Table 2. Nonsynonymous mutations in C.37 compared to the reference genome NC_045512.2. Deletions in the ORF1a and Spike genes are shown in bold.

Members of this lineage also share a distinct seven-amino acid deletion in the Spike gene (S:Δ246-252). However, we found 23 samples that do not present this deletion; these were the same samples that did not have the ORF1 deletion (Δ3675-3677), 21 of them were submitted by one INS laboratory in Peru. We have requested access to the raw reads to confirm if this potential insertion is due to an assembly error. We observed an additional deletion in the Spike gene (Δ60-72) in samples from Chile (n=22), Peru (n=4), and the US (n=2), and a similar one (Δ63-76) in one sample from Spain.

We observed a novel combination of nonsynonymous mutations in Spike: G75V, T76I, L452Q, F490S, T859N. Mutations L452Q and F490S both map to the Spike protein’s receptor-binding domain (RBD). While L452Q is almost exclusive to C.37, L452R has arisen independently in VOIs B.1.427 / B.1.429 (spreading in California) and B.1.617 (spreading in India) and is associated with reduced antibody neutralization (Li et al., 2020; Liu et al, 2021). In vitro studies show that F490S is also associated with reduced susceptibility to antibody neutralization (Koening et al., 2021; Liu et al, 2021; Weisblum et al., 2020). T859N is present in the B.1.526 variant of interest (VOI) spreading in New York City (Zhou et al., 2021)

Chile and Peru differ significantly in their vaccination efforts: As of April 20, 40.7% of adults in Chile have received at least one vaccine dose, compared to 2.3% in Peru. Yet, both countries are experiencing a sharp resurgence of cases since January (Figure 5). Media articles have speculated that the second wave of COVID-19 in these countries is associated with the increased prevalence of P.1 in these countries (Chambers, 2021). Based on our preliminary findings, it is plausible that the COVID-19 epidemics in Peru and Chile are instead driven by the increasing prevalence of C.37.
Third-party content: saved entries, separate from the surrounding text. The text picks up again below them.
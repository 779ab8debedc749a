//! Error types for shmkit
//!
//! Every fallible operation returns [`ShmResult`]. Variants carry the name of
//! the operation that failed plus a formatted message, so a caller several
//! layers up can still tell whether an allocation, a free or a backend call
//! went wrong.

use thiserror::Error;

/// Main error type for shared-memory operations
#[derive(Debug, Error)]
pub enum ShmError {
    /// The allocator cannot satisfy a request
    #[error("[{op}] out of memory: {message}")]
    OutOfMemory { op: &'static str, message: String },

    /// Freeing a page that is already free
    #[error("[{op}] double free: {message}")]
    DoubleFree { op: &'static str, message: String },

    /// Page allocator given a size exceeding its fixed page size
    #[error("[{op}] page size unsupported: {message}")]
    PageSizeUnsupported { op: &'static str, message: String },

    /// Allocator does not implement aligned allocation
    #[error("[{op}] aligned allocation unsupported: {message}")]
    AlignedAllocUnsupported { op: &'static str, message: String },

    /// Segment create/open failed
    #[error("[{op}] backend create failed: {message}")]
    BackendCreateFailed { op: &'static str, message: String },

    /// The backend cannot perform this operation
    #[error("[{op}] unsupported backend operation: {message}")]
    BackendUnsupportedOperation { op: &'static str, message: String },

    /// Allocator id (or other handle) unresolvable
    #[error("[{op}] not found: {message}")]
    NotFound { op: &'static str, message: String },

    /// Pointer does not belong to the allocator it was handed to
    #[error("[{op}] invalid pointer: {message}")]
    InvalidPointer { op: &'static str, message: String },

    /// An allocator with this id is already registered
    #[error("[{op}] allocator exists: {message}")]
    AllocatorExists { op: &'static str, message: String },

    /// Container index past the end
    #[error("[{op}] index {index} out of bounds (len {len})")]
    IndexOutOfBounds {
        op: &'static str,
        index: usize,
        len: usize,
    },

    /// Configuration errors
    #[error("Configuration error: {0}")]
    Config(String),

    /// I/O errors from the OS
    #[error("IO error: {0}")]
    Io(#[from] std::io::Error),

    /// Internal errors
    #[error("Internal error: {0}")]
    Internal(String),
}

/// Convenience type alias for Results using ShmError
pub type ShmResult<T> = Result<T, ShmError>;

impl ShmError {
    pub fn out_of_memory(op: &'static str, message: impl Into<String>) -> Self {
        ShmError::OutOfMemory {
            op,
            message: message.into(),
        }
    }

    pub fn double_free(op: &'static str, message: impl Into<String>) -> Self {
        ShmError::DoubleFree {
            op,
            message: message.into(),
        }
    }

    pub fn page_size_unsupported(op: &'static str, message: impl Into<String>) -> Self {
        ShmError::PageSizeUnsupported {
            op,
            message: message.into(),
        }
    }

    pub fn aligned_alloc_unsupported(op: &'static str, message: impl Into<String>) -> Self {
        ShmError::AlignedAllocUnsupported {
            op,
            message: message.into(),
        }
    }

    pub fn backend_create_failed(op: &'static str, message: impl Into<String>) -> Self {
        ShmError::BackendCreateFailed {
            op,
            message: message.into(),
        }
    }

    pub fn backend_unsupported(op: &'static str, message: impl Into<String>) -> Self {
        ShmError::BackendUnsupportedOperation {
            op,
            message: message.into(),
        }
    }

    pub fn not_found(op: &'static str, message: impl Into<String>) -> Self {
        ShmError::NotFound {
            op,
            message: message.into(),
        }
    }

    pub fn invalid_pointer(op: &'static str, message: impl Into<String>) -> Self {
        ShmError::InvalidPointer {
            op,
            message: message.into(),
        }
    }

    pub fn allocator_exists(op: &'static str, message: impl Into<String>) -> Self {
        ShmError::AllocatorExists {
            op,
            message: message.into(),
        }
    }

    pub fn out_of_bounds(op: &'static str, index: usize, len: usize) -> Self {
        ShmError::IndexOutOfBounds { op, index, len }
    }

    pub fn config(message: impl Into<String>) -> Self {
        ShmError::Config(message.into())
    }

    /// Name of the operation that raised this error, if it carries one
    pub fn operation(&self) -> Option<&'static str> {
        match self {
            ShmError::OutOfMemory { op, .. }
            | ShmError::DoubleFree { op, .. }
            | ShmError::PageSizeUnsupported { op, .. }
            | ShmError::AlignedAllocUnsupported { op, .. }
            | ShmError::BackendCreateFailed { op, .. }
            | ShmError::BackendUnsupportedOperation { op, .. }
            | ShmError::NotFound { op, .. }
            | ShmError::InvalidPointer { op, .. }
            | ShmError::AllocatorExists { op, .. }
            | ShmError::IndexOutOfBounds { op, .. } => Some(op),
            ShmError::Config(_) | ShmError::Io(_) | ShmError::Internal(_) => None,
        }
    }
}

impl From<String> for ShmError {
    fn from(s: String) -> Self {
        ShmError::Internal(s)
    }
}

impl From<&str> for ShmError {
    fn from(s: &str) -> Self {
        ShmError::Internal(s.to_string())
    }
}

#[cfg(test)]
mod tests {
    use super::*;

    #[test]
    fn test_error_carries_operation() {
        let err = ShmError::double_free("StackAllocator::free", "page at offset 64");
        assert_eq!(err.operation(), Some("StackAllocator::free"));
        let msg = err.to_string();
        assert!(msg.contains("StackAllocator::free"));
        assert!(msg.contains("offset 64"));
    }

    #[test]
    fn test_string_conversion() {
        let err: ShmError = "boom".into();
        assert!(matches!(err, ShmError::Internal(_)));
        assert_eq!(err.operation(), None);
    }
}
Figure 5. Daily new confirmed COVID-19 cases per million people in Chile and Peru. Source: ourworldindata.org

The ORF1a deletion (Δ3675-3677) in this lineage could lead to a misidentification when using the Vogels et al. assay, resulting in samples assigned incorrectly to P.1. Reports by the INS in Peru based on this assay suggest that P. 1’s prevalence is 40% in Lima and 33% in Peru. In light of our results, it is possible that a significant fraction of samples corresponds to C.37 instead of P.1.

As far as we know, the S:Δ246-252 deletion has not been reported previously. Deletions in the Spike Δ137-149 and Δ241-249 are thought to have emerged through extended infections in immunosuppressed hosts and might be associated with increased resistance to neutralizing antibodies (McCarthy et al., 2021 ). The B.1.351 variant harbors the Δ242–244 and is associated with decreased neutralizing antibody activity (Wang et al., 2021). The S:Δ60-72 deletion found in a subset of samples within this lineage warrants further study.

Conclusions

Since January, Latin America has become the new epicenter of the COVID-19 pandemic, with several countries experiencing a rapid rise of cases and deaths. So, it is likely that novel variants beyond P.1 may emerge and quickly spread in the region. A novel sublineage within B.1.1.1 has emerged since late 2020, is rapidly expanding in Peru and Chile, and is now present in multiple countries in America, Europe, and Oceania. It is defined by the ORF1a: Δ3675-3677 (shared with VOCs B.1.1.7, B.1.351, P.1), S:Δ246-252, and S:G75V,T76I,L452Q,F490S,T859N. The novel S:Δ246-252 deletion should be taken into consideration for validation of diagnostic tests and vaccine design efforts. Additional deletions in the Spike protein should also be assessed to understand their effects on viral fitness and host interaction. Our findings emphasize the need to strengthen genomic surveillance programs in Latin America and balance the need to track the importation of VOCs with the monitoring of locally circulating variants.

References

Chambers, Jane. “Chile sees Covid surge despite vaccination success”. BBC News (2021) Chile sees Covid surge despite vaccination success - BBC News Accessed April 17 2021.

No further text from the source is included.